Awkward Situations, Life

Getting Caught Up In My Own Weirdness

This is me in a nutshell, although sometimes I think life would be easier if I was normal. Sometimes I get so caught up in the weirdness that I can feel the point at which it goes from being funny to ‘omg can this girl shut the fk up’. 

So, I’m going to give my long suffering break and bring the weirdness here for a bit. I will give you guys a daily log of weirdness. I’m serious. Or we can just file it under Random Thoughts like I’ve been doing? Yeah, that’s better. Anyway. Bye!

A to Z Challenge 2017, Awkward Situations

telephone – #AtoZChallenge

I hate phone calls. 

In fact, the last conversation I had with a friend was in December and it was awkward. 

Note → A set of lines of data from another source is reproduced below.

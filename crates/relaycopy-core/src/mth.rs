//! Merkle Tree Hasher.
//!
//! Content is split into [`MTH_BLOCK_SIZE`] blocks. Each block is a leaf
//! hashed with the leaf key; parents hash `left || right` with the node key.
//! Nodes of equal height fold as soon as both exist, so the sequential
//! hasher needs only O(log n) memory and no length in advance.
//!
//! A hasher may start at a non-zero offset (resuming a partial download).
//! The skipped prefix is reconciled later with [`MerkleTree::preadd_from`];
//! the resulting root is identical to hashing the whole stream in one pass.
//!
//! Two leaf stores are provided: [`MthSeq`] folds as it goes, [`MthFat`]
//! keeps every leaf and folds level by level at the end. They agree
//! bit-for-bit and the fat variant exists to cross-check the sequential one.

use std::io::{self, Read, Write};

use crate::error::{CoreError, Result};
use crate::types::ContentHash;

/// Leaf block size.
pub const MTH_BLOCK_SIZE: usize = 128 * 1024;

const LEAF_DOMAIN: &[u8] = b"relaycopy mth leaf";
const NODE_DOMAIN: &[u8] = b"relaycopy mth node";

/// Keys for leaf and node hashing.
#[derive(Clone, Copy)]
pub struct TreeKeys {
    leaf: [u8; 32],
    node: [u8; 32],
}

impl TreeKeys {
    fn new() -> Self {
        Self {
            leaf: *blake3::hash(LEAF_DOMAIN).as_bytes(),
            node: *blake3::hash(NODE_DOMAIN).as_bytes(),
        }
    }

    fn leaf(&self, block: &[u8]) -> [u8; 32] {
        *blake3::keyed_hash(&self.leaf, block).as_bytes()
    }

    fn node(&self, left: &[u8; 32], right: &[u8; 32]) -> [u8; 32] {
        let mut hasher = blake3::Hasher::new_keyed(&self.node);
        hasher.update(left);
        hasher.update(right);
        *hasher.finalize().as_bytes()
    }
}

// ─────────────────────────────────────────────────────────────────────────────
// Leaf stores
// ─────────────────────────────────────────────────────────────────────────────

/// Where leaf hashes go, and how they fold into a root.
pub trait LeafStore: Default + Send + 'static {
    /// Absorb the leaf with index `ctr`.
    fn push(&mut self, keys: &TreeKeys, ctr: u64, hash: [u8; 32]);

    /// Absorb every leaf of `other`, which directly follows ours.
    fn append(&mut self, keys: &TreeKeys, other: Self);

    /// Number of leaves absorbed so far.
    fn leaves(&self) -> u64;

    /// Fold into the root. Needs at least one leaf.
    fn root(self, keys: &TreeKeys) -> [u8; 32];
}

#[derive(Clone, Copy)]
struct Entry {
    level: u32,
    ctr: u64,
    hash: [u8; 32],
}

/// Fold-as-you-go stack of not-yet-paired subtrees.
#[derive(Default)]
pub struct SeqStack {
    entries: Vec<Entry>,
    leaves: u64,
}

impl SeqStack {
    fn push_entry(&mut self, keys: &TreeKeys, entry: Entry) {
        self.entries.push(entry);
        while self.entries.len() >= 2 {
            let n = self.entries.len();
            let (left, right) = (self.entries[n - 2], self.entries[n - 1]);
            if left.level != right.level || left.ctr % 2 != 0 {
                break;
            }
            self.entries.truncate(n - 2);
            self.entries.push(Entry {
                level: left.level + 1,
                ctr: left.ctr / 2,
                hash: keys.node(&left.hash, &right.hash),
            });
        }
    }
}

impl LeafStore for SeqStack {
    fn push(&mut self, keys: &TreeKeys, ctr: u64, hash: [u8; 32]) {
        self.push_entry(keys, Entry { level: 0, ctr, hash });
        self.leaves += 1;
    }

    fn append(&mut self, keys: &TreeKeys, other: Self) {
        // Entries of `other` are aligned subtrees, so pushing them through
        // the same fold reproduces the stack of a single pass.
        for entry in other.entries {
            self.push_entry(keys, entry);
        }
        self.leaves += other.leaves;
    }

    fn leaves(&self) -> u64 {
        self.leaves
    }

    fn root(mut self, keys: &TreeKeys) -> [u8; 32] {
        if self.leaves == 1 {
            let only = self.entries[0].hash;
            return keys.node(&only, &only);
        }
        while self.entries.len() > 1 {
            let (Some(right), Some(left)) = (self.entries.pop(), self.entries.pop()) else {
                break;
            };
            self.entries.push(Entry {
                level: left.level + 1,
                ctr: left.ctr / 2,
                hash: keys.node(&left.hash, &right.hash),
            });
        }
        self.entries.first().map(|e| e.hash).unwrap_or([0u8; 32])
    }
}

/// Every leaf hash kept in memory.
#[derive(Default)]
pub struct FatLeaves {
    hashes: Vec<[u8; 32]>,
}

impl LeafStore for FatLeaves {
    fn push(&mut self, _keys: &TreeKeys, _ctr: u64, hash: [u8; 32]) {
        self.hashes.push(hash);
    }

    fn append(&mut self, _keys: &TreeKeys, other: Self) {
        self.hashes.extend(other.hashes);
    }

    fn leaves(&self) -> u64 {
        self.hashes.len() as u64
    }

    fn root(self, keys: &TreeKeys) -> [u8; 32] {
        let mut level = self.hashes;
        if level.len() == 1 {
            return keys.node(&level[0], &level[0]);
        }
        while level.len() > 1 {
            level = level
                .chunks(2)
                .map(|pair| match pair {
                    [left, right] => keys.node(left, right),
                    [odd] => *odd,
                    _ => unreachable!("chunks(2) yields one or two items"),
                })
                .collect();
        }
        level.first().copied().unwrap_or([0u8; 32])
    }
}

// ─────────────────────────────────────────────────────────────────────────────
// Hasher
// ─────────────────────────────────────────────────────────────────────────────

/// Bounded-memory sequential hasher.
pub type MthSeq = MerkleTree<SeqStack>;

/// Reference hasher keeping all leaves.
pub type MthFat = MerkleTree<FatLeaves>;

/// Streaming Merkle tree hasher, optionally starting at a byte offset.
pub struct MerkleTree<L: LeafStore> {
    keys: TreeKeys,
    offset: u64,
    /// Leaves fully covered by the skipped prefix.
    skip: u64,
    /// Bytes of the skipped prefix that fall into the block straddling `offset`.
    head_len: usize,
    /// Written bytes completing the straddling block.
    joint_tail: Vec<u8>,
    buf: Vec<u8>,
    next_ctr: u64,
    written: u64,
    suffix: L,
    prefix: Option<(L, Vec<u8>)>,
    root: Option<ContentHash>,
}

impl<L: LeafStore> MerkleTree<L> {
    /// Hasher for a stream starting at byte zero.
    pub fn new() -> Self {
        Self::new_at(0)
    }

    /// Hasher whose writes start at `offset`; the prefix must later be fed
    /// through [`preadd_from`](Self::preadd_from) before [`sum`](Self::sum).
    pub fn new_at(offset: u64) -> Self {
        let block = MTH_BLOCK_SIZE as u64;
        let skip = offset / block;
        let head_len = (offset % block) as usize;
        Self {
            keys: TreeKeys::new(),
            offset,
            skip,
            head_len,
            joint_tail: Vec::new(),
            buf: Vec::with_capacity(MTH_BLOCK_SIZE),
            next_ctr: if head_len > 0 { skip + 1 } else { skip },
            written: 0,
            suffix: L::default(),
            prefix: None,
            root: None,
        }
    }

    /// Offset the hasher was started at.
    pub fn offset(&self) -> u64 {
        self.offset
    }

    /// Absolute stream position reached by writes so far.
    pub fn position(&self) -> u64 {
        self.offset + self.written
    }

    /// Whether [`sum`](Self::sum) can run without a prefix.
    pub fn needs_prefix(&self) -> bool {
        self.offset > 0 && self.prefix.is_none()
    }

    fn feed(&mut self, mut data: &[u8]) {
        self.written += data.len() as u64;

        if self.head_len > 0 {
            let want = MTH_BLOCK_SIZE - self.head_len - self.joint_tail.len();
            let take = want.min(data.len());
            self.joint_tail.extend_from_slice(&data[..take]);
            data = &data[take..];
        }

        while !data.is_empty() {
            let take = (MTH_BLOCK_SIZE - self.buf.len()).min(data.len());
            self.buf.extend_from_slice(&data[..take]);
            data = &data[take..];
            if self.buf.len() == MTH_BLOCK_SIZE {
                let leaf = self.keys.leaf(&self.buf);
                self.suffix.push(&self.keys, self.next_ctr, leaf);
                self.next_ctr += 1;
                self.buf.clear();
            }
        }
    }

    /// Reconcile the skipped prefix: reads exactly `offset` bytes.
    pub fn preadd_from<R: Read>(&mut self, mut reader: R) -> Result<()> {
        if self.root.is_some() {
            return Err(CoreError::HasherFinished);
        }
        let mut prefix = L::default();
        let mut block = vec![0u8; MTH_BLOCK_SIZE];
        for ctr in 0..self.skip {
            reader.read_exact(&mut block)?;
            prefix.push(&self.keys, ctr, self.keys.leaf(&block));
        }
        let mut head = vec![0u8; self.head_len];
        reader.read_exact(&mut head)?;
        self.prefix = Some((prefix, head));
        Ok(())
    }

    /// Finish and return the root. Calling again returns the same root.
    pub fn sum(&mut self) -> Result<ContentHash> {
        if let Some(root) = self.root {
            return Ok(root);
        }

        let (mut all, head) = if self.offset > 0 {
            self.prefix.take().ok_or(CoreError::PrefixMissing(self.offset))?
        } else {
            (L::default(), Vec::new())
        };

        if self.head_len > 0 {
            let mut joint = head;
            joint.extend_from_slice(&self.joint_tail);
            all.push(&self.keys, self.skip, self.keys.leaf(&joint));
        }
        all.append(&self.keys, std::mem::take(&mut self.suffix));
        if !self.buf.is_empty() {
            all.push(&self.keys, self.next_ctr, self.keys.leaf(&self.buf));
            self.buf.clear();
        }
        if all.leaves() == 0 {
            all.push(&self.keys, 0, self.keys.leaf(&[]));
        }

        let root = ContentHash(all.root(&self.keys));
        self.root = Some(root);
        Ok(root)
    }
}

impl<L: LeafStore> Default for MerkleTree<L> {
    fn default() -> Self {
        Self::new()
    }
}

impl<L: LeafStore> Write for MerkleTree<L> {
    fn write(&mut self, data: &[u8]) -> io::Result<usize> {
        if self.root.is_some() {
            return Err(io::Error::new(
                io::ErrorKind::Other,
                CoreError::HasherFinished,
            ));
        }
        self.feed(data);
        Ok(data.len())
    }

    fn flush(&mut self) -> io::Result<()> {
        Ok(())
    }
}

/// Hash an in-memory blob.
pub fn hash_bytes(data: &[u8]) -> ContentHash {
    let mut mth = MthSeq::new();
    mth.feed(data);
    // A fresh zero-offset hasher never lacks a prefix.
    mth.sum().unwrap_or(ContentHash::ZERO)
}

/// Hash everything a reader yields.
pub fn hash_reader<R: Read>(mut reader: R) -> Result<ContentHash> {
    let mut mth = MthSeq::new();
    io::copy(&mut reader, &mut mth)?;
    mth.sum()
}

#[cfg(test)]
mod tests {
    use super::*;
    use proptest::prelude::*;
    use rand::{rngs::StdRng, RngCore, SeedableRng};

    const B: usize = MTH_BLOCK_SIZE;

    fn data(seed: u64, len: usize) -> Vec<u8> {
        let mut out = vec![0u8; len];
        StdRng::seed_from_u64(seed).fill_bytes(&mut out);
        out
    }

    fn fat(data: &[u8]) -> ContentHash {
        let mut mth = MthFat::new();
        mth.write_all(data).unwrap();
        mth.sum().unwrap()
    }

    fn resumed(data: &[u8], k: usize) -> ContentHash {
        let mut mth = MthSeq::new_at(k as u64);
        mth.write_all(&data[k..]).unwrap();
        mth.preadd_from(&data[..k]).unwrap();
        mth.sum().unwrap()
    }

    #[test]
    fn test_empty_differs_from_zero_byte() {
        assert_ne!(hash_bytes(b""), hash_bytes(b"\0"));
    }

    #[test]
    fn test_single_leaf_is_duplicated() {
        let keys = TreeKeys::new();
        let leaf = keys.leaf(b"hello");
        assert_eq!(hash_bytes(b"hello").0, keys.node(&leaf, &leaf));
        assert_ne!(hash_bytes(b"hello").0, leaf);
    }

    #[test]
    fn test_two_leaves() {
        let keys = TreeKeys::new();
        let d = data(1, B + 10);
        let expected = keys.node(&keys.leaf(&d[..B]), &keys.leaf(&d[B..]));
        assert_eq!(hash_bytes(&d).0, expected);
    }

    #[test]
    fn test_fat_matches_seq_across_leaf_counts() {
        for leaves in [0usize, 1, 2, 3, 5, 6, 7, 8, 11, 12] {
            for extra in [0usize, 1] {
                let d = data(leaves as u64, leaves * B + extra);
                assert_eq!(hash_bytes(&d), fat(&d), "leaves={} extra={}", leaves, extra);
            }
        }
    }

    #[test]
    fn test_sum_is_idempotent() {
        let mut mth = MthSeq::new();
        mth.write_all(&data(2, 3 * B + 7)).unwrap();
        let first = mth.sum().unwrap();
        assert_eq!(mth.sum().unwrap(), first);
        assert!(mth.write(b"more").is_err());
    }

    #[test]
    fn test_resume_requires_prefix() {
        let mut mth = MthSeq::new_at(100);
        mth.write_all(b"tail").unwrap();
        assert!(mth.needs_prefix());
        assert!(matches!(mth.sum(), Err(CoreError::PrefixMissing(100))));
    }

    #[test]
    fn test_resume_at_block_boundaries() {
        let d = data(3, 4 * B + 333);
        let whole = hash_bytes(&d);
        for k in [0, 1, B - 1, B, B + 1, 2 * B, 4 * B, 4 * B + 333] {
            assert_eq!(resumed(&d, k), whole, "k={}", k);
        }
    }

    #[test]
    fn test_resume_short_prefix_is_error() {
        let mut mth = MthSeq::new_at(10);
        assert!(mth.preadd_from(&b"short"[..]).is_err());
    }

    #[test]
    fn test_position_tracks_offset() {
        let mut mth = MthFat::new_at(50);
        mth.write_all(&[0u8; 25]).unwrap();
        assert_eq!(mth.position(), 75);
        assert_eq!(mth.offset(), 50);
    }

    proptest! {
        #![proptest_config(ProptestConfig::with_cases(24))]

        #[test]
        fn prop_split_invariance(seed in any::<u64>(), len in 0usize..(3 * B + 500), split in any::<usize>()) {
            let d = data(seed, len);
            let k = split % (len + 1);
            prop_assert_eq!(resumed(&d, k), hash_bytes(&d));
        }

        #[test]
        fn prop_chunking_invariance(seed in any::<u64>(), len in 0usize..(2 * B + 500), chunks in prop::collection::vec(1usize..70_000, 1..20)) {
            let d = data(seed, len);
            let mut mth = MthSeq::new();
            let mut rest = &d[..];
            for size in chunks.iter().cycle() {
                if rest.is_empty() {
                    break;
                }
                let n = (*size).min(rest.len());
                mth.write_all(&rest[..n]).unwrap();
                rest = &rest[n..];
            }
            prop_assert_eq!(mth.sum().unwrap(), hash_bytes(&d));
        }

        #[test]
        fn prop_fat_equals_seq(seed in any::<u64>(), len in 0usize..(5 * B)) {
            let d = data(seed, len);
            prop_assert_eq!(fat(&d), hash_bytes(&d));
        }

        #[test]
        fn prop_appending_changes_root(seed in any::<u64>(), len in 0usize..(2 * B + 10), byte in any::<u8>()) {
            let mut d = data(seed, len);
            let before = hash_bytes(&d);
            d.push(byte);
            prop_assert_ne!(before, hash_bytes(&d));
        }
    }
}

If we’re not related, I don’t want to talk on the phone. I don’t like doing official business on the phone. If there’s no email option, I will avoid it. I hate calling helplines or work. Anywhere. I will hunt down your email the way James Bond hunts down the bad guys. 

I hate voicemail. 

I hate phone calls. 

Why do I hate them? I’m not sure. I remember in the past I’d talk to my friends all of time via phone. But maybe that’s it. When you’re a teenager, the most important call you make is to your parents when you’ve broken your curfew. By the time you reach university age, you’re making more serious phone calls. And by the time I was that age, I was an anxious wreck who could barely talk to people. I spent three years at a place where I never fit in and I didn’t communicate much. So, by the time I left, talking was an issue. Talking with people I didn’t know was a mountain of issues. 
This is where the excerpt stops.